AudioLoader
- class ketos.audio.audio_loader.AudioLoader(selection_gen, channel=0, annotations=None, representation=<class 'ketos.audio.waveform.Waveform'>, representation_params=None, batch_size=1, stop=True, **kwargs)[source]
Class for loading segments of audio data from .wav files.
Several representations of the audio data are possible, including waveform, magnitude spectrogram, power spectrogram, mel spectrogram, and CQT spectrogram.
- Args:
- selection_gen: SelectionGenerator
Selection generator
- channel: int
For stereo recordings, this can be used to select which channel to read from
- annotations: pandas DataFrame
Annotation table
- representation: class or list of classes
Audio data representation. This is a class that must receive the raw audio data and will transform the data into the specified audio representation object.
Classes available in ketos:
- Waveform:
(rate), (resample_method)
- MagSpectrogram, PowerSpectrogram, MelSpectrogram:
audio, window, step, (window_func), (rate), (resample_method)
- CQTSpectrogram:
audio, step, bins_per_oct, (freq_min), (freq_max), (window_func), (rate), (resample_method)
It is also possible to specify multiple audio presentations as a list.
- representation_params: dict or list of dict
Dictionary containing any required and optional arguments for the representation class. If more than one representation is given representation_params must be a list of the same length and in the same order.
- batch_size: int
Load segments in batches rather than one at the time.
- stop: bool
Raise StopIteration when all selections have been loaded.

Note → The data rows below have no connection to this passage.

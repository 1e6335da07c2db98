//! Hotel edit workflow
//!
//! Loads a hotel (or a blank draft for id `0`) into the form, streams field
//! errors while the user types, and saves or deletes through the
//! [`HotelService`]. Successful saves are folded into the shared catalogue so
//! the list screen is current without a re-fetch. Navigation and the delete
//! confirmation dialog belong to the caller.

use crate::client::HotelService;
use crate::error::{Result, SdkError};
use crate::form::HotelForm;
use crate::validation::{ErrorMapper, ErrorStream, FormErrors, ValidationConfig, ValidationRules};
use hotel_client::{Hotel, HotelId};
use std::sync::Arc;
use tokio::sync::watch;
use tracing::{debug, info, warn};

/// What a save attempt did
#[derive(Debug, Clone, PartialEq)]
pub enum SaveOutcome {
    /// Hotel stored and published; the caller returns to the list
    Completed(Hotel),
    /// Nothing changed, nothing sent
    Unchanged,
}

/// State of the hotel edit screen
pub struct HotelEditor {
    service: Arc<HotelService>,
    form: HotelForm,
    errors: ErrorStream,
    hotel: Option<Hotel>,
    page_title: Option<String>,
    error_message: Option<String>,
}

impl HotelEditor {
    /// Create an editor with the hotel form's default rules.
    /// Must be called inside a Tokio runtime.
    pub fn new(service: Arc<HotelService>) -> Self {
        Self::with_rules(
            service,
            ValidationRules::hotel_defaults(),
            ValidationConfig::default(),
        )
    }

    pub fn with_rules(
        service: Arc<HotelService>,
        rules: ValidationRules,
        config: ValidationConfig,
    ) -> Self {
        Self {
            service,
            form: HotelForm::new(),
            errors: ErrorStream::spawn(Arc::new(ErrorMapper::new(rules)), config),
            hotel: None,
            page_title: None,
            error_message: None,
        }
    }

    pub fn form(&self) -> &HotelForm {
        &self.form
    }

    pub fn hotel(&self) -> Option<&Hotel> {
        self.hotel.as_ref()
    }

    pub fn page_title(&self) -> Option<&str> {
        self.page_title.as_deref()
    }

    pub fn error_message(&self) -> Option<&str> {
        self.error_message.as_deref()
    }

    /// Dismiss the error banner
    pub fn hide_error(&mut self) {
        self.error_message = None;
    }

    /// Latest field errors
    pub fn form_errors(&self) -> FormErrors {
        self.errors.current()
    }

    pub fn subscribe_errors(&self) -> watch::Receiver<FormErrors> {
        self.errors.subscribe()
    }

    /// Load the hotel for the route id. Id `0` opens a blank draft.
    pub async fn load(&mut self, id: HotelId) -> Result<()> {
        let hotel = self
            .service
            .get_by_id(id)
            .await?
            .ok_or(SdkError::NotFound(id))?;

        self.display(hotel);
        Ok(())
    }

    fn display(&mut self, hotel: Hotel) {
        self.page_title = Some(if hotel.is_new() {
            "Créer un hotel".to_string()
        } else {
            format!("Modifier hotel {}", hotel.hotel_name)
        });

        self.form.patch_from(&hotel);
        debug!(hotel_id = hotel.id, "Hotel loaded into form");
        self.hotel = Some(hotel);
    }

    /// User edit of a field
    pub fn set_value(&mut self, field: &str, value: impl Into<String>) {
        if self.form.set_value(field, value) {
            self.errors.value_changed(self.form.snapshot());
        }
    }

    /// Field lost focus
    pub fn blur(&mut self, field: &str) {
        if self.form.blur(field) {
            self.errors.blurred(field, self.form.snapshot());
        }
    }

    pub fn add_tag(&mut self) {
        self.form.add_tag();
        self.errors.value_changed(self.form.snapshot());
    }

    pub fn set_tag(&mut self, index: usize, value: impl Into<String>) {
        if self.form.set_tag(index, value) {
            self.errors.value_changed(self.form.snapshot());
        }
    }

    pub fn delete_tag(&mut self, index: usize) {
        if self.form.delete_tag(index) {
            self.errors.value_changed(self.form.snapshot());
        }
    }

    /// Validate and store the form.
    ///
    /// From the first call on, field errors update without debounce. A
    /// failed save keeps the form dirty so the user can retry.
    pub async fn save(&mut self) -> Result<SaveOutcome> {
        self.errors.mark_submitted();
        self.errors.value_changed(self.form.snapshot());

        if !self.form.is_valid() {
            let err = SdkError::Validation;
            self.error_message = Some(err.user_message());
            return Err(err);
        }

        if !self.form.is_dirty() {
            debug!("Form pristine, nothing to save");
            return Ok(SaveOutcome::Unchanged);
        }

        let base = self.hotel.clone().unwrap_or_default();
        let hotel = self.form.merge_into(&base);

        let result = if hotel.is_new() {
            self.service.create(&hotel).await
        } else {
            self.service.update(&hotel).await
        };

        match result {
            Ok(saved) => {
                info!(hotel_id = saved.id, "Hotel saved");
                self.complete(CompletedChange::Saved(saved.clone()))?;
                Ok(SaveOutcome::Completed(saved))
            }
            Err(err) => {
                warn!(error = %err, "Hotel save failed");
                self.error_message = Some(err.user_message());
                Err(err)
            }
        }
    }

    /// Delete the loaded hotel and evict it from the catalogue.
    ///
    /// Returns the deleted id, or `None` when nothing stored is loaded.
    pub async fn delete(&mut self) -> Result<Option<HotelId>> {
        let id = match self.hotel.as_ref() {
            Some(hotel) if !hotel.is_new() => hotel.id,
            _ => return Ok(None),
        };

        if let Err(err) = self.service.delete(id).await {
            self.error_message = Some(err.user_message());
            return Err(err);
        }

        self.complete(CompletedChange::Deleted(id))?;
        Ok(Some(id))
    }

    fn complete(&mut self, change: CompletedChange) -> Result<()> {
        match change {
            CompletedChange::Saved(hotel) => self.service.publish_local_change(hotel)?,
            CompletedChange::Deleted(id) => self.service.publish_local_removal(id)?,
        }

        self.form.reset();
        self.errors.clear_submitted();
        self.error_message = None;
        Ok(())
    }
}

enum CompletedChange {
    Saved(Hotel),
    Deleted(HotelId),
}

#[cfg(test)]
mod tests {
    use super::*;
    use crate::client::ServiceConfig;
    use crate::form::{HOTEL_NAME, PRICE, RATING};
    use crate::test_support::{init_tracing, FakeBackend};
    use hotel_client::ClientError;
    use std::sync::atomic::Ordering;

    fn stored(id: u64, name: &str) -> Hotel {
        Hotel {
            id,
            hotel_name: name.to_string(),
            price: 100.0,
            rating: 4,
            ..Default::default()
        }
    }

    fn setup(hotels: Vec<Hotel>) -> (Arc<FakeBackend>, Arc<HotelService>, HotelEditor) {
        init_tracing();
        let backend = Arc::new(FakeBackend::with_hotels(hotels));
        let service = Arc::new(HotelService::new(backend.clone(), ServiceConfig::default()));
        let editor = HotelEditor::new(service.clone());
        (backend, service, editor)
    }

    #[tokio::test]
    async fn test_load_new_draft() {
        let (backend, _service, mut editor) = setup(vec![]);

        editor.load(0).await.unwrap();

        assert_eq!(editor.page_title(), Some("Créer un hotel"));
        assert_eq!(editor.hotel(), Some(&Hotel::default()));
        assert_eq!(backend.total_calls(), 0);
    }

    #[tokio::test]
    async fn test_load_existing() {
        let (_backend, _service, mut editor) = setup(vec![stored(3, "Gamma Lodge")]);

        editor.load(3).await.unwrap();

        assert_eq!(editor.page_title(), Some("Modifier hotel Gamma Lodge"));
        let name = editor.form().control(HOTEL_NAME).unwrap().value();
        assert_eq!(name, "Gamma Lodge");
        assert!(matches!(editor.load(99).await, Err(SdkError::NotFound(99))));
    }

    #[tokio::test]
    async fn test_invalid_save_sends_nothing() {
        let (backend, _service, mut editor) = setup(vec![]);
        editor.load(0).await.unwrap();
        let mut errors = editor.subscribe_errors();

        // A new draft loads price "0", which satisfies `required`
        editor.set_value(HOTEL_NAME, "abc");
        editor.set_value(PRICE, "");
        let err = editor.save().await.unwrap_err();

        assert_eq!(err, SdkError::Validation);
        assert_eq!(editor.error_message(), Some("Corrigez les erreurs svp"));
        assert_eq!(backend.creates.load(Ordering::SeqCst), 0);

        // Submit bypasses the debounce
        let shown = errors
            .wait_for(|shown| shown.contains_key(PRICE))
            .await
            .unwrap()
            .clone();
        assert_eq!(
            shown[HOTEL_NAME],
            "Le nom de l'hotel doit comporter au moins 4 caractères"
        );
        assert_eq!(shown[PRICE], "Le prix de l'hôtel est obligatoire");

        editor.hide_error();
        assert_eq!(editor.error_message(), None);
    }

    #[tokio::test]
    async fn test_pristine_save_is_noop() {
        let (backend, _service, mut editor) = setup(vec![stored(3, "Gamma Lodge")]);
        editor.load(3).await.unwrap();

        assert_eq!(editor.save().await.unwrap(), SaveOutcome::Unchanged);
        assert_eq!(backend.updates.load(Ordering::SeqCst), 0);
    }

    #[tokio::test]
    async fn test_create_publishes_to_catalog() {
        let (backend, service, mut editor) = setup(vec![stored(1, "Alpha Inn")]);
        backend.set_next_id(7);
        let mut list = service.get_all();
        list.next().await.unwrap().unwrap();

        editor.load(0).await.unwrap();
        editor.set_value(HOTEL_NAME, "Xanadu");
        editor.set_value(PRICE, "50");
        editor.set_value(RATING, "5");

        let outcome = editor.save().await.unwrap();
        let SaveOutcome::Completed(saved) = outcome else {
            panic!("expected a completed save");
        };
        assert_eq!(saved.id, 7);
        assert_eq!(saved.price, 50.0);
        assert!(!editor.form().is_dirty());

        let hotels = list.next().await.unwrap().unwrap();
        let ids: Vec<_> = hotels.iter().map(|h| h.id).collect();
        assert_eq!(ids, vec![1, 7]);
    }

    #[tokio::test]
    async fn test_update_replaces_in_catalog() {
        let (_backend, service, mut editor) =
            setup(vec![stored(1, "Alpha Inn"), stored(2, "Beta Inn")]);
        let mut list = service.get_all();
        list.next().await.unwrap().unwrap();

        editor.load(1).await.unwrap();
        editor.set_value(PRICE, "60");
        editor.save().await.unwrap();

        let hotels = list.next().await.unwrap().unwrap();
        assert_eq!(hotels.len(), 2);
        assert_eq!(hotels[0].id, 1);
        assert_eq!(hotels[0].price, 60.0);
    }

    #[tokio::test]
    async fn test_failed_save_keeps_form_dirty() {
        let (backend, _service, mut editor) = setup(vec![stored(1, "Alpha Inn")]);
        editor.load(1).await.unwrap();
        editor.set_value(PRICE, "75");
        let refused = ClientError::Transport("connection refused".to_string());
        backend.fail_with(Some(refused));

        let err = editor.save().await.unwrap_err();

        assert!(matches!(err, SdkError::Client(ClientError::Transport(_))));
        assert!(editor.form().is_dirty());
        let message = editor.error_message().unwrap();
        let prefix = hotel_client::error::USER_MESSAGE_PREFIX;
        assert!(message.starts_with(prefix));
        assert!(message.contains("connection refused"));

        // Retry succeeds once the backend is back
        backend.fail_with(None);
        assert!(matches!(editor.save().await, Ok(SaveOutcome::Completed(_))));
    }

    #[tokio::test]
    async fn test_delete_evicts_from_catalog() {
        let (backend, service, mut editor) =
            setup(vec![stored(1, "Alpha Inn"), stored(2, "Beta Inn")]);
        let mut list = service.get_all();
        list.next().await.unwrap().unwrap();

        editor.load(2).await.unwrap();
        assert_eq!(editor.delete().await.unwrap(), Some(2));
        assert_eq!(backend.deletes.load(Ordering::SeqCst), 1);

        let hotels = list.next().await.unwrap().unwrap();
        let ids: Vec<_> = hotels.iter().map(|h| h.id).collect();
        assert_eq!(ids, vec![1]);
    }

    #[tokio::test]
    async fn test_delete_draft_is_noop() {
        let (backend, _service, mut editor) = setup(vec![]);
        editor.load(0).await.unwrap();

        assert_eq!(editor.delete().await.unwrap(), None);
        assert_eq!(backend.total_calls(), 0);
    }
}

Default is True.
Examples:
Creating an AudioLoader to load selections:
>>> from ketos.audio.audio_loader import AudioLoader, SelectionTableIterator >>> from ketos.data_handling.selection_table import use_multi_indexing >>> import pandas as pd >>> # Load the audio representation you want to pass >>> from ketos.audio.spectrogram import MagSpectrogram >>> # specify the audio representation >>> rep = {'window':0.2, 'step':0.02, 'window_func':'hamming'} >>> # Load selections >>> sel = pd.DataFrame({'filename':["2min.wav", "2min.wav"],'start':[0.10,0.12],'end':[0.46,0.42]}) >>> sel = use_multi_indexing(sel, 'sel_id') >>> # create a generator for iterating over all the selections >>> generator = SelectionTableIterator(data_dir="ketos/tests/assets/", selection_table=sel) >>> # Create a loader by passing the generator and the representation to the AudioLoader >>> loader = AudioLoader(selection_gen=generator, representation=MagSpectrogram, representation_params=rep) >>> # print number of segments >>> print(loader.num()) 2 >>> # load and plot the first selection >>> spec = next(loader) >>> >>> import matplotlib.pyplot as plt >>> fig = spec.plot() >>> fig.savefig("ketos/tests/assets/tmp/spec_loader_2min_0.png") >>> plt.close(fig)
Creating an AudioLoader to load selections made from annotations:
>>> from ketos.audio.audio_loader import AudioLoader, SelectionTableIterator >>> from ketos.data_handling.selection_table import standardize >>> import pandas as pd >>> # Load the audio representation you want to pass >>> from ketos.audio.spectrogram import MagSpectrogram >>> # specify the audio representation >>> rep = {'window':0.2, 'step':0.02, 'window_func':'hamming'} >>> # Load selections >>> annot = pd.DataFrame([{"filename":"2min.wav", "start":2.0, "end":3.0, "label":0}, ... {"filename":"2min.wav", "start":5.0, "end":6.0, "label":0}, ... {"filename":"2min.wav", "start":21.0, "end":22.0, "label":0}, ... {"filename":"2min.wav", "start":25.0, "end":27.0, "label":0}]) >>> annot_std = standardize(table=annot) >>> # create a generator for iterating over all the selections >>> generator = SelectionTableIterator(data_dir="ketos/tests/assets/", selection_table=annot_std) >>> # Create a loader by passing the generator and the representation to the AudioLoader >>> loader = AudioLoader(selection_gen=generator, representation=MagSpectrogram, representation_params=rep) >>> # print number of segments >>> print(loader.num()) 4 >>> # load and plot the first selection >>> spec = next(loader) >>> >>> import matplotlib.pyplot as plt >>> fig = spec.plot() >>> fig.savefig("ketos/tests/assets/tmp/spec_loader_2min_1.png") >>> plt.close(fig)
For more examples see child class
audio.audio_loader.AudioFrameLoader
Methods
load
(data_dir, filename[, offset, duration, ...])Load audio segment for specified file and time.
num
()Returns total number of segments.
reset
()Resets the audio loader to the beginning.
skip
()Skip to the next audio segment or batch of audio segments without loading the current one.
- load(data_dir, filename, offset=0, duration=None, label=None, **kwargs)[source]
Load audio segment for specified file and time.
- Args:
- data_dir: str
Data directory
- filename: str
Filename or relative path
- offset: float
Start time of the segment in seconds, measured from the beginning of the file.
- duration: float
Duration of segment in seconds.
- label: int
Integer label
- Returns:
- seg: BaseAudio or list(BaseAudio)
Audio segment